Activity: Every entry needs to appear again exactly as written below.

Data records:

//! Boundary for turning a product listing URL into [`ProductAttributes`].

use async_trait::async_trait;
use thiserror::Error;

use crate::grading::ProductAttributes;

#[derive(Debug, Error)]
pub enum ExtractionError {
    #[error("failed to fetch listing {url}: {reason}")]
    Network { url: String, reason: String },

    #[error("unable to read product details from {url}: {reason}")]
    Parse { url: String, reason: String },
}

/// Source of product attributes. Implementations either return a complete record or an
/// error, never a partially filled one.
#[async_trait]
pub trait AttributeExtractor: Send + Sync {
    async fn extract(&self, url: &str) -> Result<ProductAttributes, ExtractionError>;
}

/// Stand-in extractor that returns the same attributes for every listing.
#[derive(Debug, Clone)]
pub struct PlaceholderExtractor {
    template: ProductAttributes,
}

impl PlaceholderExtractor {
    pub fn new(template: ProductAttributes) -> Self {
        Self { template }
    }
}

impl Default for PlaceholderExtractor {
    fn default() -> Self {
        Self::new(ProductAttributes {
            url: String::new(),
            brand: "Sample Brand".to_string(),
            price: Some(100.0),
            materials: "cotton, polyester".to_string(),
            garment_type: "shirt".to_string(),
        })
    }
}

#[async_trait]
impl AttributeExtractor for PlaceholderExtractor {
    async fn extract(&self, url: &str) -> Result<ProductAttributes, ExtractionError> {
        Ok(ProductAttributes {
            url: url.to_string(),
            ..self.template.clone()
        })
    }
}
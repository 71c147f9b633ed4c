//! Report intake and retrieval: extraction, grading, persistence and read-back decoding.

pub mod domain;
pub mod repository;
pub mod router;
pub mod service;

#[cfg(test)]
mod tests;

pub use domain::{DimensionView, PersistedReport, ReportId, ReportView, StoredReport};
pub use repository::{InMemoryReportRepository, ReportRepository, RepositoryError};
pub use router::report_router;
pub use service::{AssessedReport, ReportService, ReportServiceError};
use super::domain::{Dimension, DimensionScore, ProductAttributes, ScoreComponent};
use super::tiers::TierConfig;

const BASE_SCORE: i32 = 75;
const HIGH_PRICE: f64 = 500.0;
const LOW_PRICE: f64 = 50.0;

/// First tier entry matched by the product, per tier.
struct MaterialSignals {
    premium: Option<String>,
    avoid: Option<String>,
}

struct BrandSignals {
    high: Option<String>,
    medium: Option<String>,
    low: Option<String>,
}

pub(crate) struct ScoreSheet {
    pub quality: DimensionScore,
    pub construction: DimensionScore,
    pub durability: DimensionScore,
    pub ethics: DimensionScore,
    pub overall: DimensionScore,
}

struct Tally<'a> {
    dimension: Dimension,
    total: i32,
    components: &'a mut Vec<ScoreComponent>,
}

impl<'a> Tally<'a> {
    fn start(dimension: Dimension, components: &'a mut Vec<ScoreComponent>) -> Self {
        Self {
            dimension,
            total: BASE_SCORE,
            components,
        }
    }

    fn adjust(&mut self, delta: i16, note: String) {
        self.total += i32::from(delta);
        self.components.push(ScoreComponent {
            dimension: self.dimension,
            delta,
            note,
        });
    }

    fn finish(self) -> DimensionScore {
        DimensionScore::clamped(self.total)
    }
}

pub(crate) fn score_attributes(
    attributes: &ProductAttributes,
    tiers: &TierConfig,
) -> (ScoreSheet, Vec<ScoreComponent>) {
    let materials = material_signals(attributes, tiers);
    let brand = brand_signals(attributes, tiers);
    let mut components = Vec::new();

    let mut quality = Tally::start(Dimension::Quality, &mut components);
    if let Some(material) = &materials.premium {
        quality.adjust(15, format!("premium material '{material}'"));
    }
    if let Some(material) = &materials.avoid {
        quality.adjust(-20, format!("low-grade material '{material}'"));
    }
    match attributes.price.filter(|price| price.is_finite()) {
        Some(price) if price > HIGH_PRICE => {
            quality.adjust(10, format!("price {price:.2} above {HIGH_PRICE:.0}"));
        }
        Some(price) if price < LOW_PRICE => {
            quality.adjust(-10, format!("price {price:.2} below {LOW_PRICE:.0}"));
        }
        _ => {}
    }
    let quality = quality.finish();

    let mut construction = Tally::start(Dimension::Construction, &mut components);
    if let Some(name) = &brand.high {
        construction.adjust(15, format!("brand matches high-reputation '{name}'"));
    }
    if let Some(name) = &brand.low {
        construction.adjust(-15, format!("brand matches low-reputation '{name}'"));
    }
    if let Some(material) = &materials.premium {
        construction.adjust(10, format!("premium material '{material}'"));
    }
    let construction = construction.finish();

    let mut ethics = Tally::start(Dimension::Ethics, &mut components);
    if let Some(name) = &brand.high {
        ethics.adjust(20, format!("brand matches high-ethics '{name}'"));
    }
    if let Some(name) = &brand.medium {
        ethics.adjust(10, format!("brand matches medium-ethics '{name}'"));
    }
    if let Some(name) = &brand.low {
        ethics.adjust(-20, format!("brand matches low-ethics '{name}'"));
    }
    if let Some(material) = &materials.premium {
        ethics.adjust(10, format!("premium material '{material}'"));
    }
    if let Some(material) = &materials.avoid {
        ethics.adjust(-15, format!("low-grade material '{material}'"));
    }
    let ethics = ethics.finish();

    let durability = durability_score(quality, construction);
    let overall = overall_score(quality, construction, ethics);

    let sheet = ScoreSheet {
        quality,
        construction,
        durability,
        ethics,
        overall,
    };

    (sheet, components)
}

/// `round((quality + construction) / 2)`, rounding halves up.
pub(crate) fn durability_score(
    quality: DimensionScore,
    construction: DimensionScore,
) -> DimensionScore {
    let sum = i32::from(quality.value()) + i32::from(construction.value());
    DimensionScore::clamped((sum + 1) / 2)
}

/// `round(0.4 * quality + 0.3 * construction + 0.3 * ethics)` in tenths, rounding halves up.
pub(crate) fn overall_score(
    quality: DimensionScore,
    construction: DimensionScore,
    ethics: DimensionScore,
) -> DimensionScore {
    let tenths = 4 * i32::from(quality.value())
        + 3 * i32::from(construction.value())
        + 3 * i32::from(ethics.value());
    DimensionScore::clamped((tenths + 5) / 10)
}

fn material_signals(attributes: &ProductAttributes, tiers: &TierConfig) -> MaterialSignals {
    let tokens = attributes.material_tokens();
    MaterialSignals {
        premium: first_material_match(&tokens, &tiers.materials.premium),
        avoid: first_material_match(&tokens, &tiers.materials.avoid),
    }
}

fn first_material_match(tokens: &[String], tier: &[String]) -> Option<String> {
    tokens.iter().find_map(|token| {
        tier.iter()
            .find(|material| token.contains(material.as_str()))
            .cloned()
    })
}

fn brand_signals(attributes: &ProductAttributes, tiers: &TierConfig) -> BrandSignals {
    let brand = attributes.brand.trim().to_lowercase();
    BrandSignals {
        high: first_brand_match(&brand, &tiers.brands.high),
        medium: first_brand_match(&brand, &tiers.brands.medium),
        low: first_brand_match(&brand, &tiers.brands.low),
    }
}

fn first_brand_match(brand: &str, tier: &[String]) -> Option<String> {
    tier.iter().find(|name| brand.contains(name.as_str())).cloned()
}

Task result:
//! Boundary for turning a product listing URL into [`ProductAttributes`].

use async_trait::async_trait;
use thiserror::Error;

use crate::grading::ProductAttributes;

#[derive(Debug, Error)]
pub enum ExtractionError {
    #[error("failed to fetch listing {url}: {reason}")]
    Network { url: String, reason: String },

    #[error("unable to read product details from {url}: {reason}")]
    Parse { url: String, reason: String },
}

/// Source of product attributes. Implementations either return a complete record or an
/// error, never a partially filled one.
#[async_trait]
pub trait AttributeExtractor: Send + Sync {
    async fn extract(&self, url: &str) -> Result<ProductAttributes, ExtractionError>;
}

/// Stand-in extractor that returns the same attributes for every listing.
#[derive(Debug, Clone)]
pub struct PlaceholderExtractor {
    template: ProductAttributes,
}

impl PlaceholderExtractor {
    pub fn new(template: ProductAttributes) -> Self {
        Self { template }
    }
}

impl Default for PlaceholderExtractor {
    fn default() -> Self {
        Self::new(ProductAttributes {
            url: String::new(),
            brand: "Sample Brand".to_string(),
            price: Some(100.0),
            materials: "cotton, polyester".to_string(),
            garment_type: "shirt".to_string(),
        })
    }
}

#[async_trait]
impl AttributeExtractor for PlaceholderExtractor {
    async fn extract(&self, url: &str) -> Result<ProductAttributes, ExtractionError> {
        Ok(ProductAttributes {
            url: url.to_string(),
            ..self.template.clone()
        })
    }
}
repository 71c147f9b633ed4c
//! Report intake and retrieval: extraction, grading, persistence and read-back decoding.

pub mod domain;
pub mod repository;
pub mod router;
pub mod service;

#[cfg(test)]
mod tests;

pub use domain::{DimensionView, PersistedReport, ReportId, ReportView, StoredReport};
pub use repository::{InMemoryReportRepository, ReportRepository, RepositoryError};
pub use router::report_router;
pub use service::{AssessedReport, ReportService, ReportServiceError};
use super::domain::{Dimension, DimensionScore, ProductAttributes, ScoreComponent};
use super::tiers::TierConfig;

const BASE_SCORE: i32 = 75;
const HIGH_PRICE: f64 = 500.0;
const LOW_PRICE: f64 = 50.0;

/// First tier entry matched by the product, per tier.
struct MaterialSignals {
    premium: Option<String>,
    avoid: Option<String>,
}

struct BrandSignals {
    high: Option<String>,
    medium: Option<String>,
    low: Option<String>,
}

pub(crate) struct ScoreSheet {
    pub quality: DimensionScore,
    pub construction: DimensionScore,
    pub durability: DimensionScore,
    pub ethics: DimensionScore,
    pub overall: DimensionScore,
}

struct Tally<'a> {
    dimension: Dimension,
    total: i32,
    components: &'a mut Vec<ScoreComponent>,
}

impl<'a> Tally<'a> {
    fn start(dimension: Dimension, components: &'a mut Vec<ScoreComponent>) -> Self {
        Self {
            dimension,
            total: BASE_SCORE,
            components,
        }
    }

    fn adjust(&mut self, delta: i16, note: String) {
        self.total += i32::from(delta);
        self.components.push(ScoreComponent {
            dimension: self.dimension,
            delta,
            note,
        });
    }

    fn finish(self) -> DimensionScore {
        DimensionScore::clamped(self.total)
    }
}

pub(crate) fn score_attributes(
    attributes: &ProductAttributes,
    tiers: &TierConfig,
) -> (ScoreSheet, Vec<ScoreComponent>) {
    let materials = material_signals(attributes, tiers);
    let brand = brand_signals(attributes, tiers);
    let mut components = Vec::new();

    let mut quality = Tally::start(Dimension::Quality, &mut components);
    if let Some(material) = &materials.premium {
        quality.adjust(15, format!("premium material '{material}'"));
    }
    if let Some(material) = &materials.avoid {
        quality.adjust(-20, format!("low-grade material '{material}'"));
    }
    match attributes.price.filter(|price| price.is_finite()) {
        Some(price) if price > HIGH_PRICE => {
            quality.adjust(10, format!("price {price:.2} above {HIGH_PRICE:.0}"));
        }
        Some(price) if price < LOW_PRICE => {
            quality.adjust(-10, format!("price {price:.2} below {LOW_PRICE:.0}"));
        }
        _ => {}
    }
    let quality = quality.finish();

    let mut construction = Tally::start(Dimension::Construction, &mut components);
    if let Some(name) = &brand.high {
        construction.adjust(15, format!("brand matches high-reputation '{name}'"));
    }
    if let Some(name) = &brand.low {
        construction.adjust(-15, format!("brand matches low-reputation '{name}'"));
    }
    if let Some(material) = &materials.premium {
        construction.adjust(10, format!("premium material '{material}'"));
    }
    let construction = construction.finish();

    let mut ethics = Tally::start(Dimension::Ethics, &mut components);
    if let Some(name) = &brand.high {
        ethics.adjust(20, format!("brand matches high-ethics '{name}'"));
    }
    if let Some(name) = &brand.medium {
        ethics.adjust(10, format!("brand matches medium-ethics '{name}'"));
    }
    if let Some(name) = &brand.low {
        ethics.adjust(-20, format!("brand matches low-ethics '{name}'"));
    }
    if let Some(material) = &materials.premium {
        ethics.adjust(10, format!("premium material '{material}'"));
    }
    if let Some(material) = &materials.avoid {
        ethics.adjust(-15, format!("low-grade material '{material}'"));
    }
    let ethics = ethics.finish();

    let durability = durability_score(quality, construction);
    let overall = overall_score(quality, construction, ethics);

    let sheet = ScoreSheet {
        quality,
        construction,
        durability,
        ethics,
        overall,
    };

    (sheet, components)
}

/// `round((quality + construction) / 2)`, rounding halves up.
pub(crate) fn durability_score(
    quality: DimensionScore,
    construction: DimensionScore,
) -> DimensionScore {
    let sum = i32::from(quality.value()) + i32::from(construction.value());
    DimensionScore::clamped((sum + 1) / 2)
}

/// `round(0.4 * quality + 0.3 * construction + 0.3 * ethics)` in tenths, rounding halves up.
pub(crate) fn overall_score(
    quality: DimensionScore,
    construction: DimensionScore,
    ethics: DimensionScore,
) -> DimensionScore {
    let tenths = 4 * i32::from(quality.value())
        + 3 * i32::from(construction.value())
        + 3 * i32::from(ethics.value());
    DimensionScore::clamped((tenths + 5) / 10)
}

fn material_signals(attributes: &ProductAttributes, tiers: &TierConfig) -> MaterialSignals {
    let tokens = attributes.material_tokens();
    MaterialSignals {
        premium: first_material_match(&tokens, &tiers.materials.premium),
        avoid: first_material_match(&tokens, &tiers.materials.avoid),
    }
}

fn first_material_match(tokens: &[String], tier: &[String]) -> Option<String> {
    tokens.iter().find_map(|token| {
        tier.iter()
            .find(|material| token.contains(material.as_str()))
            .cloned()
    })
}

fn brand_signals(attributes: &ProductAttributes, tiers: &TierConfig) -> BrandSignals {
    let brand = attributes.brand.trim().to_lowercase();
    BrandSignals {
        high: first_brand_match(&brand, &tiers.brands.high),
        medium: first_brand_match(&brand, &tiers.brands.medium),
        low: first_brand_match(&brand, &tiers.brands.low),
    }
}

fn first_brand_match(brand: &str, tier: &[String]) -> Option<String> {
    tier.iter().find(|name| brand.contains(name.as_str())).cloned()
}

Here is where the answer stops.